> _HOW TO COMPLETE THIS TASK_
An exact copy of all the data below is needed.

> _DATA EXCERPTS_
//! Security signals.
//!
//! Input carrying script or SQL injection payloads is blocked like any other
//! format error, and additionally reported through a [`SecuritySink`] so the
//! host can log or forward it.

use remitcap_guard::{detect_threats, ThreatKind};
use serde::Serialize;
use std::collections::BTreeMap;
use tracing::warn;

/// A blocked input.
///
/// Carries field names and threat kinds only; the offending values are never
/// echoed back.
#[derive(Debug, Clone, PartialEq, Eq, Serialize)]
pub struct SecurityAlert {
    pub operation: &'static str,
    pub fields: BTreeMap<String, Vec<ThreatKind>>,
}

impl SecurityAlert {
    /// Scan named raw inputs; `None` when every field is clean.
    pub fn scan<'a, I>(operation: &'static str, inputs: I) -> Option<Self>
    where
        I: IntoIterator<Item = (&'a str, Option<&'a str>)>,
    {
        let fields: BTreeMap<String, Vec<ThreatKind>> = inputs
            .into_iter()
            .filter_map(|(field, value)| {
                let threats = detect_threats(value?);
                (!threats.is_empty()).then(|| (field.to_string(), threats))
            })
            .collect();
        (!fields.is_empty()).then_some(Self { operation, fields })
    }

    pub fn field_names(&self) -> impl Iterator<Item = &str> {
        self.fields.keys().map(String::as_str)
    }
}

/// Receives security alerts.
pub trait SecuritySink: Send + Sync {
    fn report(&self, alert: &SecurityAlert);
}

/// Default sink: a structured `warn!` event.
#[derive(Debug, Clone, Copy, Default)]
pub struct TracingSecuritySink;

impl SecuritySink for TracingSecuritySink {
    fn report(&self, alert: &SecurityAlert) {
        warn!(
            operation = alert.operation,
            fields = ?alert.fields,
            "dangerous input rejected"
        );
    }
}

#[cfg(test)]
mod tests {
    use super::*;

    #[test]
    fn test_scan_clean_inputs() {
        let alert = SecurityAlert::scan(
            "create_customer",
            [("full_name", Some("María José")), ("email", Some("user@example.com")), ("phone", None)],
        );
        assert!(alert.is_none());
    }

    #[test]
    fn test_scan_reports_only_offending_fields() {
        let alert = SecurityAlert::scan(
            "create_transfer",
            [
                ("recipient_name", Some("<script>alert(1)</script>")),
                ("notes", Some("'; drop table users--")),
                ("document_number", Some("AB123456")),
            ],
        )
        .unwrap();

        assert_eq!(alert.operation, "create_transfer");
        let names: Vec<&str> = alert.field_names().collect();
        assert_eq!(names, vec!["notes", "recipient_name"]);
        assert!(!alert.fields["notes"].is_empty());
    }

    #[test]
    fn test_alert_serialization_omits_values() {
        let alert = SecurityAlert::scan("x", [("notes", Some("<script>x</script>"))]).unwrap();
        let json = serde_json::to_string(&alert).unwrap();
        assert!(!json.contains("<script>"));
    }
}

> _EXERCISE OUTPUT_
//! Security signals.
//!
//! Input carrying script or SQL injection payloads is blocked like any other
//! format error, and additionally reported through a [`SecuritySink`] so the
//! host can log or forward it.

use remitcap_guard::{detect_threats, ThreatKind};
use serde::Serialize;
use std::collections::BTreeMap;
use tracing::warn;

/// A blocked input.
///
/// Carries field names and threat kinds only; the offending values are never
/// echoed back.
#[derive(Debug, Clone, PartialEq, Eq, Serialize)]
pub struct SecurityAlert {
    pub operation: &'static str,
    pub fields: BTreeMap<String, Vec<ThreatKind>>,
}

impl SecurityAlert {
    /// Scan named raw inputs; `None` when every field is clean.
    pub fn scan<'a, I>(operation: &'static str, inputs: I) -> Option<Self>
    where
        I: IntoIterator<Item = (&'a str, Option<&'a str>)>,
    {
        let fields: BTreeMap<String, Vec<ThreatKind>> = inputs
            .into_iter()
            .filter_map(|(field, value)| {
                let threats = detect_threats(value?);
                (!threats.is_empty()).then(|| (field.to_string(), threats))
            })
            .collect();
        (!fields.is_empty()).then_some(Self { operation, fields })
    }

    pub fn field_names(&self) -> impl Iterator<Item = &str> {
        self.fields.keys().map(String::as_str)
    }
}

/// Receives security alerts.
pub trait SecuritySink: Send + Sync {
    fn report(&self, alert: &SecurityAlert);
}

/// Default sink: a structured `warn!` event.
#[derive(Debug, Clone, Copy, Default)]
pub struct TracingSecuritySink;

impl SecuritySink for TracingSecuritySink {
    fn report(&self, alert: &SecurityAlert) {
        warn!(
            operation = alert.operation,
            fields = ?alert.fields,
            "dangerous input rejected"
        );
    }
}

#[cfg(test)]
mod tests {
    use super::*;

    #[test]
    fn test_scan_clean_inputs() {
        let alert = SecurityAlert::scan(
            "create_customer",
            [("full_name", Some("María José")), ("email", Some("user@example.com")), ("phone", None)],
        );
        assert!(alert.is_none());
    }

    #[test]
    fn test_scan_reports_only_offending_fields() {
        let alert = SecurityAlert::scan(
            "create_transfer",
            [
                ("recipient_name", Some("<script>alert(1)</script>")),
                ("notes", Some("'; drop table users--")),
                ("document_number", Some("AB123456")),
            ],
        )
        .unwrap();

        assert_eq!(alert.operation, "create_transfer");
        let names: Vec<&str> = alert.field_names().collect();
        assert_eq!(names, vec!["notes", "recipient_name"]);
        assert!(!alert.fields["notes"].is_empty());
    }

    #[test]
    fn test_alert_serialization_omits_values() {
        let alert = SecurityAlert::scan("x", [("notes", Some("<script>x</script>"))]).unwrap();
        let json = serde_json::to_string(&alert).unwrap();
        assert!(!json.contains("<script>"));
    }
}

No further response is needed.